Durant la dernière guerre, des habitants du Bitcherland ont été évacués, expulsés, spoliés, réfugiés et sinistrés dans leur propre pays.
Le 1er septembre 1939, tous les habitants des villages mosellans, situés dans la zone rouge le long de la frontière ont été évacués soit en Charente, soit en Vienne. La plupart vont rentrer en 1940 et certains vont emménager dans leur maison. A partir du 11 novembre 1940 environ 9 000 habitants de 18 communes du Bitcherland seront expulsés dans la partie francophone de la Moselle par les militaires allemands pour pouvoir agrandir le camp de Bitche et pour remplacer les francophones qui ont été expulsés dans le sud de la France.
Pourquoi ces différentes expulsions?
Dans sa lettre en date du 27 décembre 1917 adressée au chancelier, Hindenburg préconise un régime constitutionnel à donner à l’Alsace-Lorraine dans l’avenir. Il propose la colonisation allemande dans les arrondissements de Sarrebourg, Châteaux Salins, Metz-Campagne, Thionville. Ce qui n’avait pas pu être réalisé en 1918 suite à la défaite de l’Allemagne, sera mis en exécution après la signature de l’armistice du 22 juin 1940. Les quatre expulsions de 1940 débuteront en juillet 1940 et se termineront en novembre 1940.
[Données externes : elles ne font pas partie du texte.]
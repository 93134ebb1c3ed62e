//! Domain ports defining the edges of the client.
//!
//! Ports describe how the dashboard expects to interact with driven adapters:
//! the remote graph API on one side and the host page on the other. Each
//! trait exposes strongly typed outcomes so adapters map their failures into
//! predictable variants, and so the action layer is exercisable against mocks
//! without a network or a real page.

use std::fmt;

use async_trait::async_trait;

use super::error::GraphSourceError;
use super::feed::{Photo, Post};
use super::profile::Profile;
use super::token::AccessToken;

/// The three page sections a user can populate.
///
/// Each section owns its trigger's busy indicator and its content region;
/// concurrent actions therefore never write to shared state.
#[derive(Debug, Clone, Copy, PartialEq, Eq, Hash)]
pub enum Section {
    /// Profile details region.
    Profile,
    /// Posts feed region.
    Posts,
    /// Photos grid region.
    Photos,
}

impl Section {
    /// Element identifier of the section's togglable wrapper.
    #[must_use]
    pub fn wrapper_id(self) -> &'static str {
        match self {
            Self::Profile => "profileSection",
            Self::Posts => "postsSection",
            Self::Photos => "photosSection",
        }
    }

    /// Element identifier of the section's replaceable content slot.
    #[must_use]
    pub fn content_id(self) -> &'static str {
        match self {
            Self::Profile => "profileContent",
            Self::Posts => "postsContent",
            Self::Photos => "photosContent",
        }
    }
}

impl fmt::Display for Section {
    fn fmt(&self, f: &mut fmt::Formatter<'_>) -> fmt::Result {
        let name = match self {
            Self::Profile => "profile",
            Self::Posts => "posts",
            Self::Photos => "photos",
        };
        f.write_str(name)
    }
}

/// Port for fetching resources from the remote social-graph API.
///
/// One call maps to exactly one network request; implementations perform no
/// retries and classify every outcome into [`GraphSourceError`]. Endpoint
/// paths, field lists, and page limits are transport details owned by the
/// adapter.
#[cfg_attr(test, mockall::automock)]
#[async_trait]
pub trait GraphSource: Send + Sync {
    /// Fetch the token owner's profile.
    async fn fetch_profile(&self, token: &AccessToken) -> Result<Profile, GraphSourceError>;

    /// Fetch the token owner's most recent posts (fixed page size).
    async fn fetch_posts(&self, token: &AccessToken) -> Result<Vec<Post>, GraphSourceError>;

    /// Fetch the token owner's most recent photos (fixed page size).
    async fn fetch_photos(&self, token: &AccessToken) -> Result<Vec<Photo>, GraphSourceError>;
}

/// Port for mutating the host page.
///
/// Operations are keyed by [`Section`] so racing actions touch disjoint
/// state. Content replacement is wholesale — a region is never patched
/// incrementally — and revealing an already-visible section is a no-op.
#[cfg_attr(test, mockall::automock)]
pub trait PageSurface: Send + Sync {
    /// Toggle the busy indicator of the section's trigger.
    fn set_busy(&self, section: Section, busy: bool);

    /// Show the error banner with the given message.
    fn show_error(&self, message: &str);

    /// Clear the error banner, if shown.
    fn clear_error(&self);

    /// Replace the entire content of the section's slot.
    fn replace_content(&self, section: Section, markup: &str);

    /// Make the section visible; idempotent.
    fn reveal_section(&self, section: Section);
}
//! Domain primitives and the dashboard action layer.
//!
//! Purpose: Define the strongly typed entities fetched from the social-graph
//! API, the access-token input validation, the classified-error taxonomy, and
//! the ports through which the dashboard service drives the outside world.
//! Keep types immutable and document invariants in each type's Rustdoc.
//!
//! Public surface:
//! - `AccessToken` (alias to `token::AccessToken`) — validated token input.
//! - `Profile` / `Post` / `Photo` — fetched entities, rebuilt on every fetch.
//! - `GraphSourceError` — classified request outcomes with their fixed
//!   user-facing messages.
//! - `Dashboard` — the three user-triggered fetch actions.

pub mod dashboard;
pub mod error;
pub mod feed;
pub mod ports;
pub mod profile;
pub mod token;

pub use self::dashboard::Dashboard;
pub use self::error::GraphSourceError;
pub use self::feed::{ImageVariant, Photo, Post};
pub use self::ports::{GraphSource, PageSurface, Section};
pub use self::profile::{AgeRange, Profile};
pub use self::token::{AccessToken, TokenValidationError};
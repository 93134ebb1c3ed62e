//! In-memory page surface.
//!
//! Models the host-page contract: three sections with a togglable wrapper
//! and a replaceable content slot, per-section busy flags, an error banner
//! with a timed dismiss, and a token input whose value is trimmed in place.
//! One mutex guards the whole page state and every write is wholesale, so
//! racing actions resolve as last-write-wins with no torn state.

use std::sync::{Arc, Mutex, MutexGuard, PoisonError};
use std::time::Duration;

use markup::Fragment;

use crate::domain::ports::{PageSurface, Section};

/// How long the error banner stays up before dismissing itself.
pub const ERROR_BANNER_DISMISS_AFTER: Duration = Duration::from_secs(5);

#[derive(Debug, Default)]
struct SectionState {
    visible: bool,
    busy: bool,
    content: String,
}

#[derive(Debug, Default)]
struct PageState {
    profile: SectionState,
    posts: SectionState,
    photos: SectionState,
    banner: Option<String>,
    // Monotonic banner counter; a pending dismiss only fires if no newer
    // banner has been shown since it was scheduled.
    banner_generation: u64,
    token_input: String,
}

impl PageState {
    fn section(&self, section: Section) -> &SectionState {
        match section {
            Section::Profile => &self.profile,
            Section::Posts => &self.posts,
            Section::Photos => &self.photos,
        }
    }

    fn section_mut(&mut self, section: Section) -> &mut SectionState {
        match section {
            Section::Profile => &mut self.profile,
            Section::Posts => &mut self.posts,
            Section::Photos => &mut self.photos,
        }
    }
}

/// In-memory implementation of the `PageSurface` port.
///
/// Cloning shares the underlying page state, mirroring how every script on a
/// page sees the same document.
#[derive(Clone, Default)]
pub struct InMemoryPage {
    state: Arc<Mutex<PageState>>,
}

impl InMemoryPage {
    /// Create a page with all sections hidden and nothing rendered.
    #[must_use]
    pub fn new() -> Self {
        Self::default()
    }

    fn lock(&self) -> MutexGuard<'_, PageState> {
        self.state.lock().unwrap_or_else(PoisonError::into_inner)
    }

    /// Set the token input's value; it is trimmed in place so surrounding
    /// whitespace never persists in the field.
    pub fn set_token_input(&self, raw: &str) {
        self.lock().token_input = raw.trim().to_owned();
    }

    /// Current value of the token input field.
    #[must_use]
    pub fn token_input(&self) -> String {
        self.lock().token_input.clone()
    }

    /// Message currently shown on the error banner, if any.
    #[must_use]
    pub fn banner_message(&self) -> Option<String> {
        self.lock().banner.clone()
    }

    /// Whether the section's trigger is marked busy.
    #[must_use]
    pub fn is_busy(&self, section: Section) -> bool {
        self.lock().section(section).busy
    }

    /// Whether the section's wrapper is visible.
    #[must_use]
    pub fn is_visible(&self, section: Section) -> bool {
        self.lock().section(section).visible
    }

    /// Current content of the section's slot.
    #[must_use]
    pub fn content(&self, section: Section) -> String {
        self.lock().section(section).content.clone()
    }

    /// Assemble the whole page as an HTML document.
    ///
    /// Section content was produced by the renderers and is inserted
    /// verbatim; the banner message is escaped here because classified API
    /// errors surface server-supplied text.
    #[must_use]
    pub fn to_document(&self) -> String {
        let state = self.lock();
        let mut body = Fragment::new();
        if let Some(message) = state.banner.as_deref() {
            body = body.div_with_id(
                "errorMessage",
                "gg-error-banner",
                Fragment::new().icon("exclamation-triangle").text(message),
            );
        }
        for section in [Section::Profile, Section::Posts, Section::Photos] {
            let region = state.section(section);
            let wrapper_class = if region.visible {
                "gg-section"
            } else {
                "gg-section gg-section-hidden"
            };
            body = body.div_with_id(
                section.wrapper_id(),
                wrapper_class,
                Fragment::new().div_with_id(
                    section.content_id(),
                    "gg-section-content",
                    Fragment::new().raw(&region.content),
                ),
            );
        }
        format!(
            "<!DOCTYPE html>\n<html lang=\"en\">\n<head><meta charset=\"utf-8\"><title>Graphgaze</title></head>\n<body>\n{}\n</body>\n</html>\n",
            body.into_html(),
        )
    }
}

impl PageSurface for InMemoryPage {
    fn set_busy(&self, section: Section, busy: bool) {
        self.lock().section_mut(section).busy = busy;
    }

    fn show_error(&self, message: &str) {
        let generation = {
            let mut state = self.lock();
            state.banner_generation += 1;
            state.banner = Some(message.to_owned());
            state.banner_generation
        };
        tracing::debug!(message, "error banner shown");
        // Timed dismiss needs a runtime; without one the banner simply stays
        // until the next action clears it.
        if let Ok(handle) = tokio::runtime::Handle::try_current() {
            let state = Arc::clone(&self.state);
            handle.spawn(async move {
                tokio::time::sleep(ERROR_BANNER_DISMISS_AFTER).await;
                let mut page = state.lock().unwrap_or_else(PoisonError::into_inner);
                if page.banner_generation == generation {
                    page.banner = None;
                }
            });
        }
    }

    fn clear_error(&self) {
        self.lock().banner = None;
    }

    fn replace_content(&self, section: Section, markup: &str) {
        let mut state = self.lock();
        let region = state.section_mut(section);
        region.content.clear();
        region.content.push_str(markup);
    }

    fn reveal_section(&self, section: Section) {
        self.lock().section_mut(section).visible = true;
    }
}

#[cfg(test)]
#[path = "memory_tests.rs"]
mod tests;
Josef Bürkel, Gauleiter, doit germaniser la Moselle dans un délai de 10 ans. Ainsi la germanisation est immédiate, systématique et brutale. L’allemand devient langue officielle par ordonnance du 24 juillet 1940. A partir du mois d’août, les avis d’expulsion sont très nombreux. Les expulsés ont le droit d’emporter 2 000 F et 50 kg de bagage par adulte et 1 000 F et 30 kg de bagage par enfant.
D’abord évacués, puis expulsés
L’article 16 de l’armistice signé le 22 juin 1940 oblige l’Etat français à rapatrier les 227 000 Mosellans, issus de 224 communes et évacués début septembre 1939 en Charente, en Vienne et dans le Nord. Il en est de même pour les 82 000 évacués de mai 1940. Sur les 309 000 évacués, 70 000 décident de rester en France. Ceux qui rentrent sont triés à Saint Dizier, et 23 953 personnes sont refoulées, car les Allemands ont des renseignements précis.
Le 10 novembre 1940 des affiches en français et en allemand expliquent les raisons de ce départ:
« Lorrains!, Vous connaissez tous la tâche que le Führer m’a confiée. Cette province devra être vraiment allemande à tout jamais… De même que le Reich a rapatrié ses Allemands, de même la France va rapatrier ceux qui se sont confessés Français… »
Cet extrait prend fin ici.